Chinese medicine teaches us the benefits of aligning with the seasons. Winter is a season of slowing down. Winter is colder. It’s darker. And in many ways we can see how nature doesn’t support the same level of activity and productivity during winter months as it does the rest of the year. As a culture however, we tend to place a higher value on speed, productivity, and moving forward, while undervaluing the qualities of slowness and restoration. We opt for keeping pace. We're afraid of losing momentum. Perhaps we lack the faith it requires to shift from doing more to being more? Ironically, the being place is wherefrom we derive our power to do more. I mean, how much better are you on a good night's sleep or after a nap?
Consider these examples of “winter deficiency syndrome” (WDS)...
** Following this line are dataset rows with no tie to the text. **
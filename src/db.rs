//! SQLite connection setup.

use anyhow::{Context, Result};
use sqlx::sqlite::{SqliteConnectOptions, SqliteJournalMode, SqlitePool, SqlitePoolOptions};
use std::path::Path;
use std::str::FromStr;

use crate::config::Config;

/// Open the pool for the database named in `[db] path`.
pub async fn connect(config: &Config) -> Result<SqlitePool> {
    connect_path(&config.db.path).await
}

/// Open a pool for a database file, creating the file and its parent directory if missing.
pub async fn connect_path(db_path: &Path) -> Result<SqlitePool> {
    if let Some(parent) = db_path.parent() {
        if !parent.as_os_str().is_empty() {
            std::fs::create_dir_all(parent).with_context(|| {
                format!("Failed to create database directory: {}", parent.display())
            })?;
        }
    }

    let options = SqliteConnectOptions::from_str(&format!("sqlite:{}", db_path.display()))?
        .create_if_missing(true)
        .journal_mode(SqliteJournalMode::Wal);

    let pool = SqlitePoolOptions::new()
        .max_connections(5)
        .connect_with(options)
        .await?;

    Ok(pool)
}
Did you know every menstrual cycle has a "winter" phase? Most women are unaware that every month our menstrual cycles follow a natural rhythm, much like the seasons. Those of us who keep track know each cycle has a “winter” phase when hormones are less supportive of intense or production driven activity and benefit from more replenishing and restorative practices. Yet we are expected, even by ourselves to continue on month in month out at the same pace. I truly believe most women would suffer far less PMS and menstrual symptoms if they understood these natural rhythms, equally honoring the monthly spring, summer, fall AND winter time of the month. (If you have questions about how, please reach out!)
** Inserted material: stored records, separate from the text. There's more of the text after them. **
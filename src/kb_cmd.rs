//! Knowledge base commands.
//!
//! Each local [`KnowledgeBase`] record points at one hosted vector store.
//! Commands accept either the local id or the name.

use anyhow::{bail, Result};
use std::path::Path;

use crate::config::Config;
use crate::knowledge::{lookup_context, OpenAiVectorStore, SearchOptions};
use crate::models::KnowledgeBase;
use crate::store::{DocumentStore, SqliteStore};

/// Find a knowledge base by local id, falling back to an exact name match.
pub async fn find_knowledge_base(
    store: &dyn DocumentStore,
    key: &str,
) -> Result<Option<KnowledgeBase>> {
    if let Some(kb) = store.load_knowledge_base(key).await? {
        return Ok(Some(kb));
    }
    Ok(store
        .list_knowledge_bases()
        .await?
        .into_iter()
        .find(|kb| kb.name == key))
}

async fn require_knowledge_base(store: &dyn DocumentStore, key: &str) -> Result<KnowledgeBase> {
    match find_knowledge_base(store, key).await? {
        Some(kb) => Ok(kb),
        None => bail!("knowledge base not found: {}", key),
    }
}

pub async fn run_kb_create(config: &Config, name: &str) -> Result<()> {
    if name.trim().is_empty() {
        bail!("knowledge base name must not be empty");
    }
    let store = SqliteStore::open(config).await?;
    if find_knowledge_base(&store, name).await?.is_some() {
        bail!("a knowledge base named '{}' already exists", name);
    }

    let client = OpenAiVectorStore::new(&config.generation)?;
    let vector_store_id = client.create_store(name).await?;
    let kb = KnowledgeBase::new(name, vector_store_id);
    store.save_knowledge_base(&kb).await?;
    store.close().await;

    println!("Created knowledge base {} ({})", kb.name, kb.id);
    Ok(())
}

pub async fn run_kb_add(config: &Config, key: &str, file: &Path) -> Result<()> {
    if !file.is_file() {
        bail!("not a file: {}", file.display());
    }
    let store = SqliteStore::open(config).await?;
    let mut kb = require_knowledge_base(&store, key).await?;

    let client = OpenAiVectorStore::new(&config.generation)?;
    let file_id = client.upload_file(file).await?;
    client.attach_file(&kb.vector_store_id, &file_id).await?;

    let filename = file
        .file_name()
        .map(|f| f.to_string_lossy().to_string())
        .unwrap_or_else(|| file.display().to_string());
    kb.files.push(filename.clone());
    kb.updated_at = chrono::Utc::now();
    store.save_knowledge_base(&kb).await?;
    store.close().await;

    tracing::info!(knowledge_base = %kb.id, file_id = %file_id, "file attached");
    println!("Added {} to {} (indexing continues in the background)", filename, kb.name);
    Ok(())
}

pub async fn run_kb_list(config: &Config) -> Result<()> {
    let store = SqliteStore::open(config).await?;
    let kbs = store.list_knowledge_bases().await?;
    store.close().await;

    if kbs.is_empty() {
        println!("No knowledge bases.");
        return Ok(());
    }

    println!("{:<38} {:<24} {:>5}  UPDATED", "ID", "NAME", "FILES");
    for kb in kbs {
        println!(
            "{:<38} {:<24} {:>5}  {}",
            kb.id,
            kb.name,
            kb.files.len(),
            kb.updated_at.format("%Y-%m-%d %H:%M")
        );
    }
    Ok(())
}

pub async fn run_kb_search(config: &Config, key: &str, query: &str) -> Result<()> {
    let store = SqliteStore::open(config).await?;
    let kb = require_knowledge_base(&store, key).await?;
    store.close().await;

    let client = OpenAiVectorStore::new(&config.generation)?;
    let options = SearchOptions::from(&config.knowledge);
    match lookup_context(&client, &kb.vector_store_id, query, options).await {
        Some(context) => println!("{}", context),
        None => println!("No results."),
    }
    Ok(())
}

/// Delete the hosted store, then the local record.
pub async fn run_kb_delete(config: &Config, key: &str) -> Result<()> {
    let store = SqliteStore::open(config).await?;
    let kb = require_knowledge_base(&store, key).await?;

    let client = OpenAiVectorStore::new(&config.generation)?;
    if let Err(e) = client.delete_store(&kb.vector_store_id).await {
        tracing::warn!(vector_store = %kb.vector_store_id, error = %e, "could not delete hosted store; removing local record anyway");
    }
    store.delete_knowledge_base(&kb.id).await?;
    store.close().await;

    println!("Deleted knowledge base {}", kb.name);
    Ok(())
}
/// Decode one SSE line. Returns `None` for lines that carry no event we use.
fn parse_sse_line(line: &str) -> Option<Result<StreamEvent, GenerationError>> {
    let json_str = line.strip_prefix("data:")?.trim();
    if json_str.is_empty() || json_str == "[DONE]" {
        return None;
    }

    let event: SseEvent = match serde_json::from_str(json_str) {
        Ok(e) => e,
        Err(e) => {
            tracing::debug!(error = %e, "skipping undecodable SSE payload");
            return None;
        }
    };

    match event {
        SseEvent::OutputTextDelta { delta } => Some(Ok(StreamEvent::Delta(delta))),
        SseEvent::Completed { response } => {
            let usage = response.usage.map(|u| CacheMetrics {
                cached_tokens: u
                    .input_tokens_details
                    .map(|d| d.cached_tokens)
                    .unwrap_or(0),
                total_tokens: u.total_tokens,
            });
            Some(Ok(StreamEvent::Completed {
                response_id: response.id,
                usage,
            }))
        }
        SseEvent::Failed { response } => {
            let message = response
                .error
                .map(|e| e.message)
                .unwrap_or_else(|| "response failed".to_string());
            Some(Err(GenerationError::Transport(message)))
        }
        SseEvent::Incomplete { response } => {
            // Sent instead of `response.completed` when e.g. max_output_tokens is hit.
            let reason = response
                .incomplete_details
                .map(|d| d.reason)
                .filter(|r| !r.is_empty())
                .unwrap_or_else(|| "unknown reason".to_string());
            Some(Err(GenerationError::Transport(format!(
                "output truncated: {}",
                reason
            ))))
        }
        SseEvent::Error { message } => Some(Err(GenerationError::Transport(message))),
        SseEvent::Other => None,
    }
}

// ============ Scripted Backend ============

/// One canned reply for [`ScriptedBackend`].
#[derive(Debug, Clone)]
pub struct ScriptedResponse {
    chunks: Vec<String>,
    failure: Option<String>,
    fail_on_start: bool,
    usage: Option<CacheMetrics>,
    stop_after: Option<(StopToken, usize)>,
}

impl ScriptedResponse {
    /// Stream `chunks` in order, then complete.
    pub fn chunks<I, S>(chunks: I) -> Self
    where
        I: IntoIterator<Item = S>,
        S: Into<String>,
    {
        Self {
            chunks: chunks.into_iter().map(Into::into).collect(),
            failure: None,
            fail_on_start: false,
            usage: None,
            stop_after: None,
        }
    }

    /// A single-chunk reply.
    pub fn text(text: impl Into<String>) -> Self {
        Self::chunks([text.into()])
    }

    /// Reject the request before any chunk is produced.
    pub fn transport_error(message: impl Into<String>) -> Self {
        let mut r = Self::chunks(Vec::<String>::new());
        r.failure = Some(message.into());
        r.fail_on_start = true;
        r
    }

    /// Stream the chunks, then fail instead of completing.
    pub fn fail_after(mut self, message: impl Into<String>) -> Self {
        self.failure = Some(message.into());
        self
    }

    pub fn with_usage(mut self, usage: CacheMetrics) -> Self {
        self.usage = Some(usage);
        self
    }

    /// Request a stop on `token` as chunk number `n` (1-based) is delivered.
    pub fn stop_after_chunk(mut self, token: &StopToken, n: usize) -> Self {
        self.stop_after = Some((token.clone(), n));
        self
    }
}

/// Test backend replaying queued [`ScriptedResponse`]s in order.
///
/// Every request is recorded for assertions. An empty queue is a
/// transport error so that unexpected calls fail loudly.
#[derive(Default)]
pub struct ScriptedBackend {
    responses: Mutex<VecDeque<ScriptedResponse>>,
    requests: Arc<Mutex<Vec<GenerationRequest>>>,
    next_id: Mutex<u64>,
}

impl ScriptedBackend {
    pub fn new() -> Self {
        Self::default()
    }

    pub fn push(&self, response: ScriptedResponse) -> &Self {
        self.lock_responses().push_back(response);
        self
    }

    /// Requests received so far.
    pub fn requests(&self) -> Vec<GenerationRequest> {
        self.requests
            .lock()
            .unwrap_or_else(|p| p.into_inner())
            .clone()
    }

    pub fn calls(&self) -> usize {
        self.requests
            .lock()
            .unwrap_or_else(|p| p.into_inner())
            .len()
    }

    pub fn remaining(&self) -> usize {
        self.lock_responses().len()
    }

    fn lock_responses(&self) -> std::sync::MutexGuard<'_, VecDeque<ScriptedResponse>> {
        self.responses.lock().unwrap_or_else(|p| p.into_inner())
    }
}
What about the 4th trimester? I believe our cultural failure to recognize the need for a robust postpartum leave is one symptom of our society’s aversion to winter energy. New parents are expected to bounce back quicker than most find necessary to sufficiently replenish reserves after having a child. On several occasions I've seen women's postpartum recovery regress when they've tried to start doing too much too fast. What would it look like if we were culturally more supportive of a postpartum “wintertime”?
This here is a call to honor the winter of things in your life whether it's planning for a more nourishing postpartum experience, tracking your menstrual cycle and learning more about how to support all phases of your month, or something else entirely for those of you not expecting or menstruating. For anyone wanting to avoid a case of “WDS” this season, this would be a perfect time to plan some time off (if you haven't already), to look for places in your life to slow down, schedule less, create space, and tend to your need to replenish, however it is that you replenish best.